I need to install several plugins to an eclipse that is running on a remote 64bit Linux machine.
I tried copying the neccesary plugins to the plugins and feature folder on the remote machine but it did not seem to work.
The approach I wanted to try out now was setting up a new Eclipse installation with all plugins and replacing the whole eclipse folder.
But as I am doing this I realized that I have to use a 32 bit Linux and Eclipse. Is it possible to install 32bit Eclipse and just move the plugins and features to the remote machine?
Do I need to consider other things?
Can you recommend any other approach that would help me?
UPDATE:
The problem is that I cannot just start eclipse on the remote machine. I can access it via ssh but not run eclipse and install plugins via the wizards.
I also have no 64bit linux to prepare a complete eclipse that I can simply copy.

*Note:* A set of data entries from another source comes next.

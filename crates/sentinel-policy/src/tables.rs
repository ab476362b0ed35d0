//! Scoring tables: catalogs, weights, and thresholds.
//!
//! Every table has a built-in default equal to the production values, and
//! every section is `#[serde(default)]`, so a TOML file only needs to name
//! what it overrides.
//!
//! Example in TOML:
//! ```toml
//! [scam]
//! aggregation_weight = 25
//! scam_check_weight = 30
//!
//! [[stress.keywords]]
//! keyword = "urgent"
//! weight = 3
//! ```

use rand::seq::SliceRandom;
use serde::{Deserialize, Serialize};

use sentinel_contracts::{
    error::{SentinelError, SentinelResult},
    liveness::ChallengePhrase,
    risk::RiskLevel,
};

fn strings(items: &[&str]) -> Vec<String> {
    items.iter().map(|s| s.to_string()).collect()
}

// ── Lexicon ───────────────────────────────────────────────────────────────────

/// The fixed phrase sets the lexicon matcher scans against.
#[derive(Debug, Clone, PartialEq, Serialize, Deserialize)]
#[serde(default)]
pub struct LexiconTables {
    /// Social-engineering phrases. Match order is catalog order.
    pub scam_phrases: Vec<String>,
    /// Hesitation tokens, matched as whole words.
    pub filler_words: Vec<String>,
    /// Phrases issued for liveness challenges.
    pub challenges: ChallengeCatalog,
}

impl Default for LexiconTables {
    fn default() -> Self {
        Self {
            scam_phrases: strings(&[
                "account is blocked",
                "share otp",
                "share your otp",
                "send your otp",
                "confirm otp",
                "kyc expired",
                "verification from bank",
                "urgent action required",
                "account suspended",
                "confirm your details",
                "update your password",
                "click this link",
                "verify identity",
                "click here immediately",
                "unusual activity detected",
            ]),
            filler_words: strings(&[
                "uh",
                "um",
                "ah",
                "uh-huh",
                "like",
                "you know",
                "basically",
                "literally",
            ]),
            challenges: ChallengeCatalog::default(),
        }
    }
}

/// The catalog challenge phrases are drawn from.
#[derive(Debug, Clone, PartialEq, Eq, Serialize, Deserialize)]
#[serde(transparent)]
pub struct ChallengeCatalog {
    phrases: Vec<String>,
}

impl ChallengeCatalog {
    pub fn new(phrases: Vec<String>) -> Self {
        Self { phrases }
    }

    /// Pick one phrase uniformly at random.
    ///
    /// Returns `ConfigError` for an empty catalog.
    pub fn issue(&self) -> SentinelResult<ChallengePhrase> {
        self.phrases
            .choose(&mut rand::thread_rng())
            .map(|p| ChallengePhrase::new(p.as_str()))
            .ok_or_else(|| SentinelError::ConfigError {
                reason: "challenge catalog is empty".to_string(),
            })
    }

    /// Case-insensitive membership, ignoring surrounding whitespace.
    pub fn contains(&self, phrase: &ChallengePhrase) -> bool {
        let wanted = phrase.as_str().trim().to_lowercase();
        self.phrases.iter().any(|p| p.to_lowercase() == wanted)
    }

    pub fn phrases(&self) -> &[String] {
        &self.phrases
    }
}

impl Default for ChallengeCatalog {
    fn default() -> Self {
        Self::new(strings(&[
            "green mango",
            "blue river",
            "silver coin",
            "seven eight nine",
            "bright sun",
            "warm cup",
            "strong tree",
            "deep water",
        ]))
    }
}

// ── Liveness ──────────────────────────────────────────────────────────────────

/// Additive/subtractive points for the challenge-response verifier.
#[derive(Debug, Clone, PartialEq, Eq, Serialize, Deserialize)]
#[serde(default)]
pub struct LivenessWeights {
    pub base: i32,
    /// Whole challenge phrase found in the transcript.
    pub exact_match: i32,
    /// At least one challenge word found.
    pub partial_match: i32,
    /// Subtracted when nothing matched.
    pub no_match_penalty: i32,
    /// Subtracted per distinct filler word.
    pub filler_penalty: i32,
    pub natural_speech_bonus: i32,
    pub natural_speech_min_words: usize,
    pub pass_mark: i32,
}

impl Default for LivenessWeights {
    fn default() -> Self {
        Self {
            base: 50,
            exact_match: 40,
            partial_match: 25,
            no_match_penalty: 20,
            filler_penalty: 5,
            natural_speech_bonus: 5,
            natural_speech_min_words: 3,
            pass_mark: 70,
        }
    }
}

// ── Stress ────────────────────────────────────────────────────────────────────

/// One row of the stress keyword table.
#[derive(Debug, Clone, PartialEq, Eq, Serialize, Deserialize)]
pub struct KeywordWeight {
    pub keyword: String,
    pub weight: u32,
}

impl KeywordWeight {
    fn new(keyword: &str, weight: u32) -> Self {
        Self {
            keyword: keyword.to_string(),
            weight,
        }
    }
}

#[derive(Debug, Clone, PartialEq, Serialize, Deserialize)]
#[serde(default)]
pub struct StressTable {
    pub keywords: Vec<KeywordWeight>,
    /// `raw_score >= high_at` → high.
    pub high_at: u32,
    /// `raw_score >= medium_at` → medium.
    pub medium_at: u32,
    /// Presence of this keyword sets the `fear` signal.
    pub fear_keyword: String,
    pub fear_value: f64,
}

impl Default for StressTable {
    fn default() -> Self {
        Self {
            keywords: vec![
                KeywordWeight::new("urgent", 3),
                KeywordWeight::new("immediately", 3),
                KeywordWeight::new("emergency", 3),
                KeywordWeight::new("quick", 2),
                KeywordWeight::new("hurry", 2),
                KeywordWeight::new("please", 1),
                KeywordWeight::new("help", 2),
                KeywordWeight::new("worried", 2),
                KeywordWeight::new("confused", 1),
            ],
            high_at: 4,
            medium_at: 2,
            fear_keyword: "help".to_string(),
            fear_value: 0.2,
        }
    }
}

// ── Scam ──────────────────────────────────────────────────────────────────────

/// Per-phrase weights for the two scam-detection consumers.
///
/// The two are configured independently and must not be collapsed into one.
#[derive(Debug, Clone, PartialEq, Eq, Serialize, Deserialize)]
#[serde(default)]
pub struct ScamWeights {
    /// Used when the detector feeds the risk aggregator.
    pub aggregation_weight: u32,
    /// Used by the standalone scam-check path.
    pub scam_check_weight: u32,
}

impl Default for ScamWeights {
    fn default() -> Self {
        Self {
            aggregation_weight: 25,
            scam_check_weight: 30,
        }
    }
}

// ── Risk ──────────────────────────────────────────────────────────────────────

/// An amount band: any amount strictly above `above` scores `points`.
#[derive(Debug, Clone, PartialEq, Serialize, Deserialize)]
pub struct AmountTier {
    pub above: f64,
    pub points: u32,
    pub factor: String,
}

impl AmountTier {
    fn new(above: f64, points: u32, factor: &str) -> Self {
        Self {
            above,
            points,
            factor: factor.to_string(),
        }
    }
}

/// Lower bounds of each risk level.
#[derive(Debug, Clone, PartialEq, Eq, Serialize, Deserialize)]
#[serde(default)]
pub struct LevelThresholds {
    pub critical: u32,
    pub high: u32,
    pub medium: u32,
}

impl LevelThresholds {
    /// Map a clamped score to its level. Monotonic in `score`.
    pub fn level_for(&self, score: u32) -> RiskLevel {
        if score >= self.critical {
            RiskLevel::Critical
        } else if score >= self.high {
            RiskLevel::High
        } else if score >= self.medium {
            RiskLevel::Medium
        } else {
            RiskLevel::Low
        }
    }
}

impl Default for LevelThresholds {
    fn default() -> Self {
        Self {
            critical: 70,
            high: 50,
            medium: 30,
        }
    }
}

#[derive(Debug, Clone, PartialEq, Serialize, Deserialize)]
#[serde(default)]
pub struct RiskTable {
    /// Checked in order; the first tier the amount exceeds wins. Must be
    /// sorted by `above`, descending.
    pub amount_tiers: Vec<AmountTier>,
    pub failed_liveness_points: u32,
    pub high_stress_points: u32,
    pub medium_stress_points: u32,
    pub levels: LevelThresholds,
    /// Scores at or above this require additional verification.
    pub additional_verification_at: u32,
}

impl Default for RiskTable {
    fn default() -> Self {
        Self {
            amount_tiers: vec![
                AmountTier::new(100_000.0, 30, "high-value transfer (>₹100k)"),
                AmountTier::new(50_000.0, 20, "medium-high value transfer (>₹50k)"),
                AmountTier::new(10_000.0, 10, "medium value transfer (>₹10k)"),
            ],
            failed_liveness_points: 20,
            high_stress_points: 10,
            medium_stress_points: 5,
            levels: LevelThresholds::default(),
            additional_verification_at: 50,
        }
    }
}
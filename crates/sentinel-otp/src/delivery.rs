//! OTP delivery routing.
//!
//! The route is chosen once, when the manager is built. A configured carrier
//! gateway is tried first on every issuance; the local fallback is always
//! available and never fails.

use std::fmt;
use std::sync::atomic::{AtomicUsize, Ordering};

use tracing::{info, warn};

use sentinel_contracts::{
    error::SentinelResult,
    otp::{DeliveryReceipt, OtpMessage},
};
use sentinel_core::traits::SmsGateway;
use sentinel_policy::GatewayCredentials;

use crate::phone::mask_phone;

pub const FALLBACK_PROVIDER: &str = "local";

/// Delivery path used when no carrier is configured or the carrier fails.
///
/// The message is accepted locally; only the masked destination is logged.
#[derive(Debug, Default)]
pub struct LocalFallbackGateway {
    delivered: AtomicUsize,
}

impl LocalFallbackGateway {
    pub fn new() -> Self {
        Self::default()
    }

    pub fn deliver(&self, message: &OtpMessage) -> DeliveryReceipt {
        let n = self.delivered.fetch_add(1, Ordering::Relaxed) + 1;
        info!(to = %mask_phone(&message.to), "OTP accepted by local fallback");
        DeliveryReceipt {
            provider: FALLBACK_PROVIDER.to_string(),
            receipt_id: format!("local-{n}"),
        }
    }

    /// Messages accepted so far.
    pub fn delivered(&self) -> usize {
        self.delivered.load(Ordering::Relaxed)
    }
}

impl SmsGateway for LocalFallbackGateway {
    fn name(&self) -> &str {
        FALLBACK_PROVIDER
    }

    fn send(&self, message: &OtpMessage) -> SentinelResult<DeliveryReceipt> {
        Ok(self.deliver(message))
    }
}

/// The primary delivery path.
pub enum DeliveryRoute {
    /// Try this carrier first, fall back locally on failure.
    Gateway(Box<dyn SmsGateway>),
    /// No carrier; every code goes through the local fallback.
    FallbackOnly,
}

impl DeliveryRoute {
    /// Pick the route from the available credentials.
    ///
    /// `connect` builds the carrier client. Missing credentials or a failed
    /// connect both yield `FallbackOnly`; neither is an error.
    pub fn select<F>(credentials: Option<GatewayCredentials>, connect: F) -> Self
    where
        F: FnOnce(GatewayCredentials) -> SentinelResult<Box<dyn SmsGateway>>,
    {
        let Some(credentials) = credentials else {
            info!("no SMS gateway credentials, using local fallback delivery");
            return Self::FallbackOnly;
        };
        match connect(credentials) {
            Ok(gateway) => {
                info!(provider = gateway.name(), "SMS gateway configured");
                Self::Gateway(gateway)
            }
            Err(e) => {
                warn!(error = %e, "SMS gateway unavailable, using local fallback delivery");
                Self::FallbackOnly
            }
        }
    }

    pub fn is_fallback_only(&self) -> bool {
        matches!(self, Self::FallbackOnly)
    }
}

impl fmt::Debug for DeliveryRoute {
    fn fmt(&self, f: &mut fmt::Formatter<'_>) -> fmt::Result {
        match self {
            Self::Gateway(gateway) => f.debug_tuple("Gateway").field(&gateway.name()).finish(),
            Self::FallbackOnly => f.write_str("FallbackOnly"),
        }
    }
}

/// Message body sent to the customer.
pub fn render_body(code: &str, ttl_seconds: i64) -> String {
    let minutes = (ttl_seconds / 60).max(1);
    let unit = if minutes == 1 { "minute" } else { "minutes" };
    format!("Your SentinelPay verification code is: {code}. Valid for {minutes} {unit}.")
}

So what I meant is that I have to prepare either an eclipse installation or maybe just plugin folder and move that from my 32bit architecture to the 64bit one.
I can download the current eclipse folder but I cannot run it. When I try to start it with ubuntu nothing happens. I believe it is because its a 64bit version and I got 32 bit architecture.
Don't do this. Not only are there are a number of plugins with native-compiled fragments (different for 32-bit vs 64-bit), but in recent versions, Eclipse will not even register features and plugins that are simply dropped in. You should install plugins explicitly unless you are moving the entire installation between machines with compatible architectures.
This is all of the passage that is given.